Later in her career, Thompson moved back to Geneseo and joined the teaching staff of her alma mater, the Geneseo Normal School, where she stayed until her retirement. She was also Senior Lecturer In Education and English at University of Rochester.

==Editor and author==
In the 1920s, Thompson became interested in 20th-century American poets like Sara Teasdale, Robert Frost, Carl Sandburg, Amy Lowell, and Lizette Woodworth Reese. Thompson felt that young children should be exposed to modern poetry from an early age, but the works of these poets were only published in books marketed to adults, and only as whole works, not as excerpts. In 1925, Thompson created a small anthology of poetry for children called Silver Pennies that featured excerpted works of modern poets, with illustrations by Winifred Bromhall. Thompson sold the publishing rights to the MacMillan Company of New York for only $600. The book was an immediate hit, and over the next 40 years, was reprinted 32 times, selling over 350,000 copies. The American Library Association included Silver Pennies on its list of the hundred best children's books.

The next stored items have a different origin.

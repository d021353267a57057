// crates/vlt-server/src/oracle/prompts.rs
// Synthesis prompt construction and citation extraction

use once_cell::sync::Lazy;
use regex::Regex;
use vlt_types::QueryType;

/// Instruction table keyed by query type.
fn type_instruction(query_type: QueryType) -> &'static str {
    match query_type {
        QueryType::Definition => {
            "You are answering a code navigation query about where a symbol is defined.\n\
             Focus on providing the exact location and surrounding context. Be precise and concise."
        }
        QueryType::References => {
            "You are answering a code navigation query about where/how a symbol is used.\n\
             List all usage locations and explain the calling context. Show the relationships between components."
        }
        QueryType::Conceptual => {
            "You are answering a conceptual question about how code works.\n\
             Explain the implementation, design patterns, and key concepts. Make it clear and educational."
        }
        QueryType::Behavioral => {
            "You are answering a question about why code behaves a certain way.\n\
             Explain the purpose, reasoning, and historical context. Connect implementation to intent."
        }
        QueryType::Unknown => {
            "You are answering a technical question about a codebase.\n\
             Provide a clear, well-structured answer based on the available context."
        }
    }
}

const CITATION_INSTRUCTION: &str = r#"
CRITICAL: You MUST cite your sources for every claim. Use these citation formats:
- Code: [src/api/routes.py:42]
- Documentation: [docs/architecture.md]
- Thread history: [thread:auth-design#15]

Example:
"The authentication system uses JWT tokens [src/services/auth.py:145]. According to the design docs [docs/auth-strategy.md], we chose JWTs for their stateless nature [thread:auth-design#8]."

If you cannot find relevant information in the context for a specific part of the question, say so explicitly rather than guessing.
"#;

/// Build the single synthesis prompt handed to the chat model.
pub fn build_synthesis_prompt(
    question: &str,
    context: &str,
    query_type: QueryType,
    include_citations: bool,
) -> String {
    let system_instruction = type_instruction(query_type);
    let citation_instruction = if include_citations {
        CITATION_INSTRUCTION
    } else {
        ""
    };

    format!(
        "{system_instruction}\n\n{citation_instruction}\n\n\
         ## Question\n{question}\n\n\
         ## Context\n{context}\n\n\
         ## Instructions\n\
         Based on the context above, answer the question thoroughly. Structure your response with:\n\
         1. A clear, direct answer to the question\n\
         2. Supporting details and explanation\n\
         3. Relevant code examples (if applicable)\n\
         4. Source citations for every claim\n\
         5. Any caveats or limitations based on available context\n\n\
         If the context does not contain sufficient information to answer the question completely, \
         state what is missing and provide the best answer you can from what's available.\n\n\
         ## Answer\n"
    )
}

/// The honest reply when every retriever came back empty. Structured, not
/// synthesised: guessing here would be worse than admitting the gap.
pub fn build_no_context_response(question: &str) -> String {
    format!(
        "I searched for relevant context to answer your question:\n\n\
         **\"{question}\"**\n\n\
         However, I could not find any relevant information in:\n\
         - Code index (no matching code chunks)\n\
         - Documentation vault (no matching notes)\n\
         - Development threads (no matching history)\n\n\
         This could mean:\n\
         1. The code/documentation hasn't been indexed yet (run `vlt index`)\n\
         2. The question uses different terminology than the codebase\n\
         3. This information genuinely doesn't exist in the indexed sources\n\n\
         **Suggestions:**\n\
         - Try rephrasing the question with different keywords\n\
         - Check if the relevant files have been indexed\n\
         - Search manually in the codebase with file paths or function names you know exist\n\n\
         I cannot provide an answer without relevant context, as I don't want to hallucinate or guess.\n"
    )
}

static CITATION_RE: Lazy<Regex> =
    Lazy::new(|| Regex::new(r"\[([^\]]+)\]").unwrap_or_else(|_| Regex::new(r"\[(.+)\]").unwrap()));

/// Extract citation markers from a synthesised answer.
///
/// Deliberately permissive: any bracketed text containing `:`, `/` or `#`
/// counts. Deduplicates preserving first-seen order.
pub fn extract_citations_from_response(response: &str) -> Vec<String> {
    let mut seen = std::collections::HashSet::new();
    let mut citations = Vec::new();

    for caps in CITATION_RE.captures_iter(response) {
        let inner = &caps[1];
        if !(inner.contains(':') || inner.contains('/') || inner.contains('#')) {
            continue;
        }
        if seen.insert(inner.to_string()) {
            citations.push(inner.to_string());
        }
    }

    citations
}

#[cfg(test)]
mod tests {
    use super::*;

    #[test]
    fn test_prompt_contains_blocks() {
        let prompt = build_synthesis_prompt(
            "How does auth work?",
            "## Code Context\n...",
            QueryType::Conceptual,
            true,
        );
        assert!(prompt.contains("## Question\nHow does auth work?"));
        assert!(prompt.contains("## Context\n## Code Context"));
        assert!(prompt.contains("conceptual question"));
        assert!(prompt.contains("MUST cite your sources"));
        assert!(prompt.trim_end().ends_with("## Answer"));
    }

    #[test]
    fn test_prompt_without_citations() {
        let prompt = build_synthesis_prompt("q", "c", QueryType::Unknown, false);
        assert!(!prompt.contains("MUST cite your sources"));
    }

    #[test]
    fn test_no_context_response_is_honest() {
        let response = build_no_context_response("How does auth work?");
        assert!(response.contains("could not find any relevant information"));
        assert!(response.contains("How does auth work?"));
    }

    #[test]
    fn test_extract_citations() {
        let text = "Auth lives in [src/auth.py:42] per [docs/auth.md], see [thread:auth-design#8]. \
                    Also [42] and [note] are not citations. Repeat [src/auth.py:42].";
        let citations = extract_citations_from_response(text);
        assert_eq!(
            citations,
            vec!["src/auth.py:42", "docs/auth.md", "thread:auth-design#8"]
        );
    }

    #[test]
    fn test_extract_citations_empty() {
        assert!(extract_citations_from_response("no brackets here").is_empty());
        assert!(extract_citations_from_response("[just words]").is_empty());
    }
}
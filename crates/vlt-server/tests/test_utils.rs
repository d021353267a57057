// crates/vlt-server/tests/test_utils.rs
// Shared helpers for integration tests

use async_trait::async_trait;
use std::sync::{Arc, Mutex};
use vlt::db::DatabasePool;
use vlt::error::Result;
use vlt::llm::SummaryModel;
use vlt_types::{RetrievalMethod, RetrievalResult, SourceType};

/// Fresh in-memory pool with the full schema.
pub async fn make_pool() -> Arc<DatabasePool> {
    Arc::new(
        DatabasePool::open_in_memory()
            .await
            .expect("failed to open in-memory pool"),
    )
}

/// Summary model that counts invocations and records its inputs.
pub struct CountingSummaryModel {
    pub calls: Mutex<Vec<(String, String)>>,
}

impl CountingSummaryModel {
    pub fn new() -> Self {
        Self {
            calls: Mutex::new(Vec::new()),
        }
    }

    pub fn call_count(&self) -> usize {
        self.calls.lock().unwrap().len()
    }
}

#[async_trait]
impl SummaryModel for CountingSummaryModel {
    async fn generate_summary(&self, context: &str, new_content: &str) -> Result<String> {
        let mut calls = self.calls.lock().unwrap();
        calls.push((context.to_string(), new_content.to_string()));
        Ok(format!("summary v{}", calls.len()))
    }

    fn model_name(&self) -> String {
        "counting-fake".to_string()
    }
}

/// Retriever stub returning a fixed result list.
pub struct StubRetriever {
    pub name: &'static str,
    pub results: Vec<RetrievalResult>,
}

#[async_trait]
impl vlt::retrievers::Retriever for StubRetriever {
    fn name(&self) -> &'static str {
        self.name
    }

    async fn available(&self) -> bool {
        true
    }

    async fn retrieve(&self, _query: &str, limit: usize) -> Result<Vec<RetrievalResult>> {
        Ok(self.results.iter().take(limit).cloned().collect())
    }
}

/// A minimal code result for merge tests.
pub fn code_result(path: &str, score: f32, method: RetrievalMethod) -> RetrievalResult {
    RetrievalResult {
        content: format!("content for {path}"),
        source_type: SourceType::Code,
        source_path: path.to_string(),
        retrieval_method: method,
        score,
        token_count: 16,
        metadata: Default::default(),
    }
}
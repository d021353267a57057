// db/symbols.rs
// Symbol definitions from the external ctags index

use rusqlite::{Connection, params};
use vlt_types::SymbolDefinition;

const SYMBOL_COLUMNS: &str = "id, project_id, name, file_path, line, kind, scope, signature, language";

fn symbol_from_row(row: &rusqlite::Row<'_>) -> rusqlite::Result<SymbolDefinition> {
    Ok(SymbolDefinition {
        id: row.get(0)?,
        project_id: row.get(1)?,
        name: row.get(2)?,
        file_path: row.get(3)?,
        line: row.get(4)?,
        kind: row.get(5)?,
        scope: row.get(6)?,
        signature: row.get(7)?,
        language: row.get(8)?,
    })
}

/// Insert a batch of symbol definitions in one transaction.
pub fn save_symbols_sync(
    conn: &Connection,
    symbols: &[SymbolDefinition],
    project_id: &str,
) -> rusqlite::Result<usize> {
    let tx = conn.unchecked_transaction()?;
    for sym in symbols {
        tx.execute(
            &format!("INSERT INTO symbol_definitions ({SYMBOL_COLUMNS}) VALUES (?, ?, ?, ?, ?, ?, ?, ?, ?)"),
            params![
                sym.id,
                project_id,
                sym.name,
                sym.file_path,
                sym.line,
                sym.kind,
                sym.scope,
                sym.signature,
                sym.language,
            ],
        )?;
    }
    tx.commit()?;
    Ok(symbols.len())
}

/// All symbol definitions matching a name, file order.
pub fn symbols_by_name_sync(
    conn: &Connection,
    project_id: &str,
    name: &str,
) -> rusqlite::Result<Vec<SymbolDefinition>> {
    let mut stmt = conn.prepare(&format!(
        "SELECT {SYMBOL_COLUMNS} FROM symbol_definitions
         WHERE project_id = ? AND name = ? ORDER BY file_path, line"
    ))?;
    let rows = stmt
        .query_map(params![project_id, name], symbol_from_row)?
        .filter_map(|r| r.ok())
        .collect();
    Ok(rows)
}

#[cfg(test)]
mod tests {
    use super::*;
    use crate::db::run_all_migrations;

    #[test]
    fn test_save_and_lookup() {
        let conn = Connection::open_in_memory().unwrap();
        run_all_migrations(&conn).unwrap();

        let symbols = vec![SymbolDefinition {
            id: "s1".to_string(),
            project_id: "p".to_string(),
            name: "authenticate_user".to_string(),
            file_path: "src/auth.py".to_string(),
            line: 42,
            kind: "function".to_string(),
            scope: None,
            signature: Some("def authenticate_user(username, password)".to_string()),
            language: "python".to_string(),
        }];
        save_symbols_sync(&conn, &symbols, "p").unwrap();

        let found = symbols_by_name_sync(&conn, "p", "authenticate_user").unwrap();
        assert_eq!(found.len(), 1);
        assert_eq!(found[0].file_path, "src/auth.py");
        assert_eq!(found[0].line, 42);

        assert!(symbols_by_name_sync(&conn, "p", "missing").unwrap().is_empty());
    }
}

Thompson started to write her own stories for children, and produced 30 books. She was a devoted Catholic, and some of her books were hagiographies or had religious themes. She also produced a second anthology of poetry, More Silver Pennies (1949).

==Personal life==
Thompson travelled widely during her life but never married. In 1971, age 84, she moved to a seniors' home in Rochester, where she lived for the next 12 years until her death in 1983 at age 96.